Egypt, thus, has always taken the lead in offering its Sunni hand in friendship and respect to its Shia brothers. What better event can serve to illustrate this than the marriage, in the early 1940s, of Princess Fawzya, daughter of King Fouad and sister of King Farouk, to the young Shah Mohamed Reza Pahlavi, the emperor of Shia Iran. The marriage, joyfully celebrated by the peoples of both countries, symbolised not only the joining of the two thrones but the unity of Islam. I should add, here, that the Iranian people continue to harbour great affection and respect for the Egyptian people, sentiments that I experienced personally during my visit to Tehran several years ago. I also cannot forget the famous remark by former Iranian president Rafsanjani who told Egypt's celebrated journalist Mohamed Hassanein Heikal that he was looking forward to the day when he could visit "the noble Al-Azhar" and pay tribute to that great Islamic institution which had emerged from the fold of the Fatimid Shia state.
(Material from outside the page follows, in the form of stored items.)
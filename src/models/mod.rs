//! Loan approval model: decision trees, forest, artifact and inference

pub mod artifact;
pub mod forest;
pub mod inference;
pub mod tree;

pub use artifact::{ArtifactMetadata, ModelArtifact};
pub use forest::{ForestParams, RandomForest};
pub use inference::{LoanPredictor, Prediction};
//! Test Applicant Producer
//!
//! Generates random loan applications and publishes them to NATS for
//! end-to-end testing of the serving loop.

use clap::Parser;
use loan_approval::LoanApplication;
use rand::Rng;
use std::time::Duration;
use tracing::{info, warn};

#[derive(Parser, Debug)]
#[command(name = "test-applicant", about = "Publish random loan applications to NATS")]
struct Args {
    /// NATS server URL
    #[arg(long, default_value = "nats://localhost:4222")]
    nats_url: String,
    /// Subject to publish applications on
    #[arg(long, default_value = "loan.applications")]
    subject: String,
    /// Number of applications to publish
    #[arg(long, default_value_t = 100)]
    count: u64,
    /// Fraction of applications that are high risk
    #[arg(long, default_value_t = 0.3)]
    risky_rate: f64,
    /// Delay between messages in milliseconds
    #[arg(long, default_value_t = 100)]
    delay_ms: u64,
}

/// Application generator for testing
struct ApplicantGenerator {
    rng: rand::rngs::ThreadRng,
    next_client_id: u32,
}

impl ApplicantGenerator {
    fn new() -> Self {
        let mut rng = rand::thread_rng();
        let next_client_id = rng.gen_range(10_000_000..90_000_000);
        Self {
            rng,
            next_client_id,
        }
    }

    fn client_id(&mut self) -> String {
        self.next_client_id += 1;
        self.next_client_id.to_string()
    }

    /// Established applicant with a modest loan
    fn generate_solid(&mut self) -> LoanApplication {
        let income = self.rng.gen_range(45_000.0..150_000.0f64).round();
        let loan = (income * self.rng.gen_range(0.05..0.25)).round();
        LoanApplication {
            client_id: Some(self.client_id()),
            person_age: self.rng.gen_range(28..60) as f64,
            person_gender: self.random_choice(&["male", "female"]).to_string(),
            person_education: self
                .random_choice(&["Bachelor", "Master", "Doctorate", "Associate"])
                .to_string(),
            person_income: income,
            person_emp_exp: self.rng.gen_range(4..25) as f64,
            person_home_ownership: self.random_choice(&["MORTGAGE", "OWN", "RENT"]).to_string(),
            loan_amnt: loan,
            loan_intent: self
                .random_choice(&["EDUCATION", "HOMEIMPROVEMENT", "PERSONAL", "VENTURE"])
                .to_string(),
            loan_int_rate: (self.rng.gen_range(5.0..11.0f64) * 100.0).round() / 100.0,
            loan_percent_income: ((loan / income) * 100.0).round() / 100.0,
            cb_person_cred_hist_length: self.rng.gen_range(5..20) as f64,
            credit_score: self.rng.gen_range(660..820) as f64,
            previous_loan_defaults_on_file: "No".to_string(),
        }
    }

    /// Thin-file applicant with a prior default or a stretched loan
    fn generate_risky(&mut self) -> LoanApplication {
        let income = self.rng.gen_range(15_000.0..45_000.0f64).round();
        // Occasionally ask for more than income to exercise the pre-check
        let loan = (income * self.rng.gen_range(0.3..1.2)).round();
        LoanApplication {
            client_id: Some(self.client_id()),
            person_age: self.rng.gen_range(20..30) as f64,
            person_gender: self.random_choice(&["male", "female"]).to_string(),
            person_education: self.random_choice(&["High School", "Associate"]).to_string(),
            person_income: income,
            person_emp_exp: self.rng.gen_range(0..3) as f64,
            person_home_ownership: self.random_choice(&["RENT", "OTHER"]).to_string(),
            loan_amnt: loan,
            loan_intent: self
                .random_choice(&["MEDICAL", "DEBTCONSOLIDATION", "PERSONAL"])
                .to_string(),
            loan_int_rate: (self.rng.gen_range(13.0..20.0f64) * 100.0).round() / 100.0,
            loan_percent_income: ((loan / income) * 100.0).round() / 100.0,
            cb_person_cred_hist_length: self.rng.gen_range(2..5) as f64,
            credit_score: self.rng.gen_range(480..620) as f64,
            previous_loan_defaults_on_file: self.random_choice(&["Yes", "No"]).to_string(),
        }
    }

    fn random_choice<'a>(&mut self, choices: &[&'a str]) -> &'a str {
        choices[self.rng.gen_range(0..choices.len())]
    }
}

#[tokio::main(flavor = "current_thread")]
async fn main() -> anyhow::Result<()> {
    tracing_subscriber::fmt()
        .with_env_filter(
            tracing_subscriber::EnvFilter::from_default_env()
                .add_directive("test_applicant=info".parse()?),
        )
        .init();

    let args = Args::parse();
    info!(
        nats_url = %args.nats_url,
        subject = %args.subject,
        count = args.count,
        risky_rate = args.risky_rate,
        delay_ms = args.delay_ms,
        "Starting test applicant producer"
    );

    let client = match async_nats::connect(&args.nats_url).await {
        Ok(c) => {
            info!("Connected to NATS");
            Some(c)
        }
        Err(e) => {
            warn!(error = %e, "Failed to connect to NATS. Running in dry-run mode.");
            None
        }
    };

    let mut generator = ApplicantGenerator::new();
    let mut rng = rand::thread_rng();
    let mut solid_count = 0u64;
    let mut risky_count = 0u64;

    for i in 0..args.count {
        let application = if rng.gen_bool(args.risky_rate.clamp(0.0, 1.0)) {
            risky_count += 1;
            generator.generate_risky()
        } else {
            solid_count += 1;
            generator.generate_solid()
        };

        match &client {
            Some(client) => {
                let payload = serde_json::to_vec(&application)?;
                client.publish(args.subject.clone(), payload.into()).await?;
                if (i + 1) % 10 == 0 {
                    info!(
                        published = i + 1,
                        total = args.count,
                        solid = solid_count,
                        risky = risky_count,
                        "Publishing progress"
                    );
                }
            }
            None => {
                if i == 0 || (i + 1) % 10 == 0 {
                    info!(
                        "Sample application {}:\n{}",
                        i + 1,
                        serde_json::to_string_pretty(&application)?
                    );
                }
            }
        }

        tokio::time::sleep(Duration::from_millis(args.delay_ms)).await;
    }

    if let Some(client) = client {
        client.flush().await?;
    }

    info!(
        total = args.count,
        solid = solid_count,
        risky = risky_count,
        "Completed"
    );

    Ok(())
}
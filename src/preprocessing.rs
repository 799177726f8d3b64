//! Feature preprocessing for loan approval model training and inference.
//!
//! [`Preprocessor::fit`] learns the numeric scaling and categorical
//! vocabulary once from the training records. The resulting
//! [`FittedState`] is stored inside the model artifact and is the only
//! thing ever used to encode records afterwards: serving never re-derives
//! statistics or vocabulary from the records it encodes.
//!
//! Feature layout: the standardized numeric columns in
//! [`NUMERIC_COLUMNS`] order, followed by one indicator group per column
//! of [`CATEGORICAL_COLUMNS`]. Each group lists the sorted training levels
//! with the first (reference) level dropped. The reference level and any
//! level unseen during training both encode as an all-zero group.
//! Categorical values are matched with surrounding whitespace removed,
//! the same normalization the CSV loader applies.

use crate::error::{ArtifactError, TrainingError};
use crate::types::application::{LoanApplication, CATEGORICAL_COLUMNS, NUMERIC_COLUMNS};
use serde::{Deserialize, Serialize};
use std::collections::BTreeSet;
use std::ops::Range;

/// Encoded model input.
pub type FeatureVector = Vec<f32>;

/// Learns a [`FittedState`] from training records.
pub struct Preprocessor;

impl Preprocessor {
    /// Fit scaling statistics and vocabularies on the training records.
    pub fn fit(records: &[LoanApplication]) -> Result<FittedState, TrainingError> {
        if records.is_empty() {
            return Err(TrainingError::EmptyTrainingSet);
        }

        let n = records.len() as f64;

        let numeric = NUMERIC_COLUMNS
            .iter()
            .enumerate()
            .map(|(idx, column)| {
                let mean = records.iter().map(|r| r.numeric_values()[idx]).sum::<f64>() / n;
                let variance = records
                    .iter()
                    .map(|r| (r.numeric_values()[idx] - mean).powi(2))
                    .sum::<f64>()
                    / n;
                let std = variance.sqrt();

                NumericScale {
                    column: column.to_string(),
                    mean,
                    // Constant columns are centered only
                    scale: if std > 0.0 { std } else { 1.0 },
                }
            })
            .collect();

        let categorical = CATEGORICAL_COLUMNS
            .iter()
            .enumerate()
            .map(|(idx, column)| {
                let observed: BTreeSet<&str> = records
                    .iter()
                    .map(|r| r.categorical_values()[idx].trim())
                    .collect();
                let mut sorted = observed.into_iter().map(str::to_string);
                let reference = sorted.next().unwrap_or_default();

                CategoricalVocabulary {
                    column: column.to_string(),
                    reference,
                    levels: sorted.collect(),
                }
            })
            .collect();

        Ok(FittedState {
            numeric,
            categorical,
        })
    }
}

/// Standardization parameters for one numeric column.
#[derive(Debug, Clone, PartialEq, Serialize, Deserialize)]
pub struct NumericScale {
    pub column: String,
    pub mean: f64,
    /// Population standard deviation, or 1.0 for a constant column
    pub scale: f64,
}

/// Training vocabulary for one categorical column.
#[derive(Debug, Clone, PartialEq, Serialize, Deserialize)]
pub struct CategoricalVocabulary {
    pub column: String,
    /// Dropped level; encodes as all zeros
    pub reference: String,
    /// Sorted levels that each get an indicator column
    pub levels: Vec<String>,
}

/// Preprocessing state learned at training time and reused verbatim at serving time.
#[derive(Debug, Clone, PartialEq, Serialize, Deserialize)]
pub struct FittedState {
    numeric: Vec<NumericScale>,
    categorical: Vec<CategoricalVocabulary>,
}

impl FittedState {
    /// Encode a record using only the stored statistics and vocabulary.
    pub fn transform(&self, record: &LoanApplication) -> FeatureVector {
        let mut features = Vec::with_capacity(self.feature_count());

        for (scale, value) in self.numeric.iter().zip(record.numeric_values()) {
            features.push(((value - scale.mean) / scale.scale) as f32);
        }

        for (vocab, value) in self.categorical.iter().zip(record.categorical_values()) {
            let value = value.trim();
            features.extend(
                vocab
                    .levels
                    .iter()
                    .map(|level| if level == value { 1.0 } else { 0.0 }),
            );
        }

        features
    }

    /// Encode a batch of records.
    pub fn transform_batch(&self, records: &[LoanApplication]) -> Vec<FeatureVector> {
        records.iter().map(|r| self.transform(r)).collect()
    }

    /// Number of features produced by [`transform`](Self::transform).
    pub fn feature_count(&self) -> usize {
        self.numeric.len() + self.categorical.iter().map(|v| v.levels.len()).sum::<usize>()
    }

    /// Feature names in vector order (`<column>` or `<column>_<level>`).
    pub fn feature_names(&self) -> Vec<String> {
        let mut names: Vec<String> = self.numeric.iter().map(|s| s.column.clone()).collect();
        for vocab in &self.categorical {
            names.extend(
                vocab
                    .levels
                    .iter()
                    .map(|level| format!("{}_{}", vocab.column, level)),
            );
        }
        names
    }

    pub fn numeric_scales(&self) -> &[NumericScale] {
        &self.numeric
    }

    pub fn vocabularies(&self) -> &[CategoricalVocabulary] {
        &self.categorical
    }

    /// Position of a categorical column's indicator group in the feature vector.
    pub fn indicator_range(&self, column: &str) -> Option<Range<usize>> {
        let mut start = self.numeric.len();
        for vocab in &self.categorical {
            let end = start + vocab.levels.len();
            if vocab.column == column {
                return Some(start..end);
            }
            start = end;
        }
        None
    }

    /// Categorical values of `record` that were not seen during training.
    pub fn unknown_categories<'a>(
        &self,
        record: &'a LoanApplication,
    ) -> Vec<(&'static str, &'a str)> {
        self.categorical
            .iter()
            .zip(CATEGORICAL_COLUMNS)
            .zip(record.categorical_values())
            .filter(|((vocab, _), value)| {
                let value = value.trim();
                vocab.reference != value && !vocab.levels.iter().any(|l| l == value)
            })
            .map(|((_, column), value)| (column, value))
            .collect()
    }

    /// Verify the stored state matches the record schema and is well formed.
    pub fn check_consistency(&self) -> Result<(), ArtifactError> {
        let numeric_columns: Vec<&str> = self.numeric.iter().map(|s| s.column.as_str()).collect();
        if numeric_columns != NUMERIC_COLUMNS {
            return Err(ArtifactError::Inconsistent(format!(
                "numeric columns {:?} do not match schema {:?}",
                numeric_columns, NUMERIC_COLUMNS
            )));
        }

        let categorical_columns: Vec<&str> =
            self.categorical.iter().map(|v| v.column.as_str()).collect();
        if categorical_columns != CATEGORICAL_COLUMNS {
            return Err(ArtifactError::Inconsistent(format!(
                "categorical columns {:?} do not match schema {:?}",
                categorical_columns, CATEGORICAL_COLUMNS
            )));
        }

        for scale in &self.numeric {
            if !scale.mean.is_finite() || !scale.scale.is_finite() || scale.scale <= 0.0 {
                return Err(ArtifactError::Inconsistent(format!(
                    "invalid scaling for {}: mean={}, scale={}",
                    scale.column, scale.mean, scale.scale
                )));
            }
        }

        for vocab in &self.categorical {
            let sorted = vocab.levels.windows(2).all(|w| w[0] < w[1]);
            let reference_first = vocab.levels.first().map_or(true, |l| vocab.reference < *l);
            if !sorted || !reference_first {
                return Err(ArtifactError::Inconsistent(format!(
                    "vocabulary for {} is not sorted and unique",
                    vocab.column
                )));
            }
        }

        Ok(())
    }
}
//! NATS message producer for loan decisions

use crate::types::decision::LoanDecision;
use anyhow::Result;
use async_nats::Client;
use tracing::debug;

/// Producer for publishing loan decisions to NATS
#[derive(Clone)]
pub struct DecisionProducer {
    client: Client,
    subject: String,
}

impl DecisionProducer {
    pub fn new(client: Client, subject: &str) -> Self {
        Self {
            client,
            subject: subject.to_string(),
        }
    }

    /// Publish a decision
    pub async fn publish(&self, decision: &LoanDecision) -> Result<()> {
        let payload = encode(decision)?;

        self.client
            .publish(self.subject.clone(), payload.into())
            .await?;

        debug!(
            decision_id = %decision.decision_id,
            client_id = ?decision.client_id,
            decision = %decision.decision,
            "Published loan decision"
        );

        Ok(())
    }

    pub fn subject(&self) -> &str {
        &self.subject
    }
}

/// Encode a decision as a message payload.
pub fn encode(decision: &LoanDecision) -> serde_json::Result<Vec<u8>> {
    serde_json::to_vec(decision)
}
This brief survey of Egypt's position with respect to Shia Islam represents an effort to offset attempts to fan the flames of discord between Sunni and Shia Islam. Such incendiary agitation is alien to our faith and lending ourselves to it benefits no one but the West. Indeed, it has been suggested that the US is currently working to place the Shia in power in Iraq in order to counteract the effects of Britain's championing of the Iraqi Sunnis when, during the monarchical period, the British Foreign Office installed the descendants of the Sherif Hussein on the throne in Baghdad. In all events, we, in Egypt, see the situation in Iraq much differently. Iraq is an indivisible whole. There is no difference between Shia and Sunni, Kurd and Arab, Muslim and Christian. Iraq is for the Iraqi people regardless of their diverse ethnic or religious affiliations and this national affiliation should remain the only criterion for citizenship and citizenship rights.

In fact, we in Egypt do not give much thought to the differences between Shia and Sunni Islam, if only because the differences are not visibly there to remark upon. At the same time, the Egyptians have much to offer by way of testimony to their esteem and fondness for Shia Iran, not least of which are the famous royal union mentioned above and the fact that Egypt offered itself as the last refuge for the shah of Iran, who, in spite of his sins, was a former ruler of a major Islamic nation and who now lies in peace in the capital city founded by Muezeddin Al-Fatimi, the Shia ruler and founder of Al-Azhar.

All told, the excessive criticism being levelled at Egypt by our fellow Arabs who belong to the Shia sect comes as something of a surprise to me. After all, Egypt, with its many Fatimid minarets, domes and tombs, with itsmoulids, Ramadan rites and Shia holy men, and with its particular social character, is far from hostile to Shia Islam. This highly homogenous Sunni nation has a solidly Shia quality in its core.

The writer is chairman of the Foreign Affairs Committee at the People's Assembly.